Part of the problem, she thinks, is how we romanticize childbirth. Erin writes, "I think practitioners take childbirth injuries seriously, but as a whole, our culture does not discuss the reality of it. People view childbirth as this beautiful, natural phenomenon. If we share birth stories that are anything other than perfect, we are perceived as weak and not the warriors we are."

Ferrell agrees, and also believes that providers need to talk about risks with their patients. She told Romper, "Many women believe a C-section is the worst possible outcome for a birth. Unfortunately, vaginal birth is not without risks. Third and fourth degree tears, and even some second degree tears, can cause incontinence, chronic pain, pelvic floor dysfunction, pelvic organ prolapse, and dyspareunia (pain during sex)."
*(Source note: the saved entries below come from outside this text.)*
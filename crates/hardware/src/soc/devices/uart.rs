//! SiFive Universal Asynchronous Receiver-Transmitter (UART).
//!
//! Implements the SiFive UART register block for serial communication. Handles the
//! transmit/receive data, control, interrupt-enable, interrupt-pending, and divisor
//! registers, and integrates with a `Console` backend for host I/O.
//!
//! # Memory Map
//!
//! * `0x00`: TXDATA (bit 31: full)
//! * `0x04`: RXDATA (bit 31: empty)
//! * `0x08`: TXCTRL (bit 0: txen, bits 16..18: txcnt)
//! * `0x0C`: RXCTRL (bit 0: rxen, bits 16..18: rxcnt)
//! * `0x10`: IE
//! * `0x14`: IP (bit 0: txwm, bit 1: rxwm)
//! * `0x18`: DIV

use std::collections::VecDeque;
use std::fmt;
use std::io::{self, Read, Write};
use std::sync::mpsc::{Receiver, TryRecvError, channel};
use std::sync::{Arc, Mutex, OnceLock};
use std::thread;

use crate::config::SerialBackend;
use crate::soc::devices::Device;
use crate::soc::irq::IrqLine;

/// Transmit data register.
const REG_TXDATA: u64 = 0x00;
/// Receive data register.
const REG_RXDATA: u64 = 0x04;
/// Transmit control register.
const REG_TXCTRL: u64 = 0x08;
/// Receive control register.
const REG_RXCTRL: u64 = 0x0C;
/// Interrupt enable register.
const REG_IE: u64 = 0x10;
/// Interrupt pending register.
const REG_IP: u64 = 0x14;
/// Baud rate divisor register.
const REG_DIV: u64 = 0x18;

/// RXDATA: no byte available.
const RXDATA_EMPTY: u32 = 1 << 31;

/// IE/IP: transmit watermark.
const IP_TXWM: u32 = 1 << 0;
/// IE/IP: receive watermark.
const IP_RXWM: u32 = 1 << 1;

/// Writable bits of TXCTRL (txen, nstop, txcnt).
const TXCTRL_MASK: u32 = 0x0007_0003;
/// Writable bits of RXCTRL (rxen, rxcnt).
const RXCTRL_MASK: u32 = 0x0007_0001;

/// Depth of the receive FIFO.
pub const RX_FIFO_DEPTH: usize = 8;

/// Threshold for flushing transmit buffer to the host (4 KiB).
const TX_BUFFER_FLUSH_THRESHOLD: usize = 4096;

/// Host side of the serial port.
#[derive(Clone, Default)]
pub enum Console {
    /// Transmit to stdout, receive from stdin.
    #[default]
    Stdout,
    /// Transmit to stderr, receive from stdin.
    Stderr,
    /// Discard output, never receive.
    Null,
    /// Append output to a shared buffer, never receive from the host.
    Capture(Arc<Mutex<Vec<u8>>>),
}

impl Console {
    /// Creates a capturing console and returns it with its buffer.
    pub fn capture() -> (Self, Arc<Mutex<Vec<u8>>>) {
        let buffer = Arc::new(Mutex::new(Vec::new()));
        (Self::Capture(Arc::clone(&buffer)), buffer)
    }

    const fn reads_stdin(&self) -> bool {
        matches!(self, Self::Stdout | Self::Stderr)
    }

    fn emit(&self, bytes: &[u8]) {
        match self {
            Self::Stdout => {
                let mut out = io::stdout().lock();
                let _ = out.write_all(bytes);
                let _ = out.flush();
            }
            Self::Stderr => {
                let mut out = io::stderr().lock();
                let _ = out.write_all(bytes);
                let _ = out.flush();
            }
            Self::Null => {}
            Self::Capture(buffer) => {
                if let Ok(mut buffer) = buffer.lock() {
                    buffer.extend_from_slice(bytes);
                }
            }
        }
    }
}

impl From<SerialBackend> for Console {
    fn from(backend: SerialBackend) -> Self {
        match backend {
            SerialBackend::Stdio => Self::Stdout,
            SerialBackend::Stderr => Self::Stderr,
            SerialBackend::Null => Self::Null,
        }
    }
}

impl fmt::Debug for Console {
    fn fmt(&self, f: &mut fmt::Formatter<'_>) -> fmt::Result {
        f.write_str(match self {
            Self::Stdout => "Stdout",
            Self::Stderr => "Stderr",
            Self::Null => "Null",
            Self::Capture(_) => "Capture",
        })
    }
}

/// Returns the receiving end of the process-wide `stdin` reader, starting it on first use.
///
/// The reader thread lives for the rest of the process and is never joined. Every
/// host-backed UART polls the same channel, so constructing more machines adds no threads.
fn host_stdin() -> &'static Mutex<Receiver<u8>> {
    static STDIN: OnceLock<Mutex<Receiver<u8>>> = OnceLock::new();
    STDIN.get_or_init(|| {
        let (tx, rx) = channel();
        let _ = thread::spawn(move || {
            let mut buffer = [0u8; 1];
            let stdin = io::stdin();
            let mut handle = stdin.lock();
            while handle.read_exact(&mut buffer).is_ok() {
                if tx.send(buffer[0]).is_err() {
                    break;
                }
            }
        });
        Mutex::new(rx)
    })
}

/// UART device structure.
///
/// Host-backed consoles receive from a single shared `stdin` reader thread; received
/// bytes enter the FIFO as space allows.
pub struct Uart {
    /// Region name.
    name: String,
    /// Base physical address of the device.
    base_addr: u64,
    /// Size of the register window.
    size: u64,
    /// Receive FIFO.
    rx_fifo: VecDeque<u8>,
    /// Shared stdin channel, for host-backed consoles.
    rx_receiver: Option<&'static Mutex<Receiver<u8>>>,
    txctrl: u32,
    rxctrl: u32,
    ie: u32,
    div: u32,
    /// Internal tick counter for polling stdin.
    tick_count: u8,
    /// Buffer for outgoing bytes.
    tx_buffer: Vec<u8>,
    console: Console,
    /// Interrupt output (`ie & ip`), if wired.
    irq: Option<IrqLine>,
}

impl Uart {
    /// Creates a new UART device.
    ///
    /// A host-backed console starts the shared stdin reader if it is not yet running.
    ///
    /// # Arguments
    ///
    /// * `name` - Region name in the address space.
    /// * `base_addr` - The base physical address of the UART device.
    /// * `size` - Size of the register window.
    /// * `console` - Host side of the port.
    /// * `irq` - Interrupt output line, if wired.
    pub fn new(
        name: impl Into<String>,
        base_addr: u64,
        size: u64,
        console: Console,
        irq: Option<IrqLine>,
    ) -> Self {
        let rx_receiver = console.reads_stdin().then(host_stdin);

        Self {
            name: name.into(),
            base_addr,
            size,
            rx_fifo: VecDeque::with_capacity(RX_FIFO_DEPTH),
            rx_receiver,
            txctrl: 0,
            rxctrl: 0,
            ie: 0,
            div: 0,
            tick_count: 0,
            tx_buffer: Vec::new(),
            console,
            irq,
        }
    }

    /// Queues a received byte; returns `false` if the FIFO is full.
    pub fn push_rx(&mut self, byte: u8) -> bool {
        if self.rx_fifo.len() >= RX_FIFO_DEPTH {
            return false;
        }
        self.rx_fifo.push_back(byte);
        self.update_irq();
        true
    }

    /// Returns the number of bytes waiting in the receive FIFO.
    pub fn rx_len(&self) -> usize {
        self.rx_fifo.len()
    }

    /// Returns the interrupt-pending bits.
    pub fn pending(&self) -> u32 {
        let mut ip = 0;
        // The transmit FIFO always drains immediately.
        if (self.txctrl >> 16) & 0x7 != 0 {
            ip |= IP_TXWM;
        }
        if self.rx_fifo.len() > ((self.rxctrl >> 16) & 0x7) as usize {
            ip |= IP_RXWM;
        }
        ip
    }

    /// Returns whether the interrupt output is asserted.
    pub fn irq_asserted(&self) -> bool {
        self.ie & self.pending() != 0
    }

    fn update_irq(&self) {
        if let Some(irq) = &self.irq {
            irq.set_level(self.irq_asserted());
        }
    }

    /// Moves bytes from the stdin thread into the FIFO while there is room.
    fn check_stdin(&mut self) {
        let Some(receiver) = self.rx_receiver else {
            return;
        };
        let Ok(rx) = receiver.lock() else {
            return;
        };
        while self.rx_fifo.len() < RX_FIFO_DEPTH {
            match rx.try_recv() {
                Ok(byte) => self.rx_fifo.push_back(byte),
                Err(TryRecvError::Empty | TryRecvError::Disconnected) => break,
            }
        }
    }

    /// Flushes the transmit buffer to the console.
    fn flush_buffer(&mut self) {
        if !self.tx_buffer.is_empty() {
            self.console.emit(&self.tx_buffer);
            self.tx_buffer.clear();
        }
    }

    fn transmit(&mut self, byte: u8) {
        self.tx_buffer.push(byte);
        if byte == b'\n' || self.tx_buffer.len() >= TX_BUFFER_FLUSH_THRESHOLD {
            self.flush_buffer();
        }
    }

    /// Flushes any buffered output.
    pub fn flush(&mut self) {
        self.flush_buffer();
    }
}

impl Drop for Uart {
    /// Flushes any remaining output when the UART is dropped.
    fn drop(&mut self) {
        self.flush_buffer();
    }
}

impl Device for Uart {
    /// Returns the device name.
    fn name(&self) -> &str {
        &self.name
    }
    /// Returns the address range (Base, Size).
    fn address_range(&self) -> (u64, u64) {
        (self.base_addr, self.size)
    }

    /// Reads a byte (delegates to read_u32).
    fn read_u8(&mut self, offset: u64) -> u8 {
        (self.read_u32(offset & !3) >> ((offset & 3) * 8)) as u8
    }
    /// Reads a half-word (delegates to read_u32).
    fn read_u16(&mut self, offset: u64) -> u16 {
        (self.read_u32(offset & !3) >> ((offset & 3) * 8)) as u16
    }

    /// Reads a word from the device.
    fn read_u32(&mut self, offset: u64) -> u32 {
        match offset {
            REG_TXDATA => 0,
            REG_RXDATA => {
                let val = self
                    .rx_fifo
                    .pop_front()
                    .map_or(RXDATA_EMPTY, u32::from);
                self.update_irq();
                val
            }
            REG_TXCTRL => self.txctrl,
            REG_RXCTRL => self.rxctrl,
            REG_IE => self.ie,
            REG_IP => self.pending(),
            REG_DIV => self.div,
            _ => 0,
        }
    }

    /// Reads a double-word (delegates to read_u32).
    fn read_u64(&mut self, offset: u64) -> u64 {
        u64::from(self.read_u32(offset))
    }

    /// Writes a byte; a byte written to TXDATA is transmitted.
    fn write_u8(&mut self, offset: u64, val: u8) {
        if offset & 3 == 0 {
            self.write_u32(offset, u32::from(val));
        }
    }
    /// Writes a half-word (delegates to write_u32).
    fn write_u16(&mut self, offset: u64, val: u16) {
        if offset & 3 == 0 {
            self.write_u32(offset, u32::from(val));
        }
    }

    /// Writes a word to the device.
    fn write_u32(&mut self, offset: u64, val: u32) {
        match offset {
            REG_TXDATA => self.transmit(val as u8),
            REG_TXCTRL => self.txctrl = val & TXCTRL_MASK,
            REG_RXCTRL => self.rxctrl = val & RXCTRL_MASK,
            REG_IE => self.ie = val & (IP_TXWM | IP_RXWM),
            REG_DIV => self.div = val & 0xFFFF,
            _ => return,
        }
        self.update_irq();
    }

    /// Writes a double-word (delegates to write_u32).
    fn write_u64(&mut self, offset: u64, val: u64) {
        self.write_u32(offset, val as u32);
    }

    /// Advances the device state.
    ///
    /// Polls stdin periodically and refreshes the interrupt output.
    fn tick(&mut self) {
        self.tick_count = self.tick_count.wrapping_add(1);
        if self.tick_count == 0 {
            self.check_stdin();
        }
        self.update_irq();
    }

    /// Returns a mutable reference to the UART if this device is one.
    fn as_uart_mut(&mut self) -> Option<&mut Uart> {
        Some(self)
    }
}
//! Device trait for memory-mapped I/O.
//!
//! This module defines the `Device` trait implemented by all bus-attached components. It provides:
//! 1. **Identification:** `name` and `address_range` for bus routing.
//! 2. **Access:** Byte, half, word, and doubleword read/write at device-relative offsets.
//! 3. **Lifecycle:** Optional `tick` for timers and interrupt sources.
//! 4. **Downcasting:** Optional casts to `Plic` or `Uart` for device-specific access.
//!
//! All implementors must be `Send + Sync` so the composed machine can be handed to an
//! execution core on another thread.

use crate::soc::devices::{Plic, Uart};

/// Chunk size used by the default `fill_zero`.
const ZERO_CHUNK: usize = 4096;

/// Trait for memory-mapped I/O devices attached to the system bus.
///
/// Devices provide a name, address range, and read/write methods. Interrupt outputs are
/// `IrqLine`s handed to the device at construction and driven from `tick` or from register
/// writes; the bus never inspects them.
pub trait Device: Send + Sync {
    /// Returns the region name (e.g., `"uart0"`, `"dtim"`).
    fn name(&self) -> &str;
    /// Returns (base_address, size_in_bytes) for this device's MMIO or memory region.
    fn address_range(&self) -> (u64, u64);
    /// Reads one byte at the given device-relative offset.
    fn read_u8(&mut self, offset: u64) -> u8;
    /// Reads two bytes (little-endian) at the given offset.
    fn read_u16(&mut self, offset: u64) -> u16;
    /// Reads four bytes (little-endian) at the given offset.
    fn read_u32(&mut self, offset: u64) -> u32;
    /// Reads eight bytes (little-endian) at the given offset.
    fn read_u64(&mut self, offset: u64) -> u64;
    /// Writes one byte at the given offset.
    fn write_u8(&mut self, offset: u64, val: u8);
    /// Writes two bytes (little-endian) at the given offset.
    fn write_u16(&mut self, offset: u64, val: u16);
    /// Writes four bytes (little-endian) at the given offset.
    fn write_u32(&mut self, offset: u64, val: u32);
    /// Writes eight bytes (little-endian) at the given offset.
    fn write_u64(&mut self, offset: u64, val: u64);

    /// Writes a contiguous byte slice at the given offset (default: byte-by-byte).
    fn write_bytes(&mut self, offset: u64, data: &[u8]) {
        for (i, byte) in data.iter().enumerate() {
            self.write_u8(offset + i as u64, *byte);
        }
    }

    /// Zeroes `len` bytes starting at `offset` (default: chunked `write_bytes`).
    fn fill_zero(&mut self, offset: u64, len: u64) {
        let zeros = [0u8; ZERO_CHUNK];
        let mut done = 0;
        while done < len {
            let n = (len - done).min(ZERO_CHUNK as u64);
            self.write_bytes(offset + done, &zeros[..n as usize]);
            done += n;
        }
    }

    /// Advances device state by one tick and updates its interrupt outputs.
    fn tick(&mut self) {}

    /// Returns a mutable reference as `Plic` if this device is the PLIC; otherwise `None`.
    fn as_plic_mut(&mut self) -> Option<&mut Plic> {
        None
    }
    /// Returns a mutable reference as `Uart` if this device is a UART; otherwise `None`.
    fn as_uart_mut(&mut self) -> Option<&mut Uart> {
        None
    }
}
Courtesy of Steph Montgomery

As for solutions, Ferrell believes providers need to both explain risks and let women decide how to proceed. She adds, "Some women request an elective C-section out of fear of experiencing pelvic floor damage and that is a very fair and valid choice." Also, moms in pain like — like Erin and me — need to be taken seriously by their providers. Ferrell writes, "When women experience complications, it is important for providers to listen, evaluate their concerns, and refer them to pelvic floor physical therapist or urogynecology specialist."

It's time that we all — providers, pregnant people, and new moms — start talking about the risks of childbirth and our injuries afterward. Women deserve to be prepared, and to know they aren't alone. And providers need to listen when childbirth injuries get in the way of moms living the kind of lives they want to live.

As for me, a few weeks ago I finally saw a physical therapist for my postpartum pain and incontinence issues. I'm not going to lie, it was was super embarrassing. but I'm really glad I did. It turns out that childbirth was pretty traumatic for my pelvic floor, hips, and pubic symphysis joint. I had no idea, but now I have some answers. More importantly, though, I now have a provider who takes me seriously, and some hope that my childbirth injuries will eventually heal.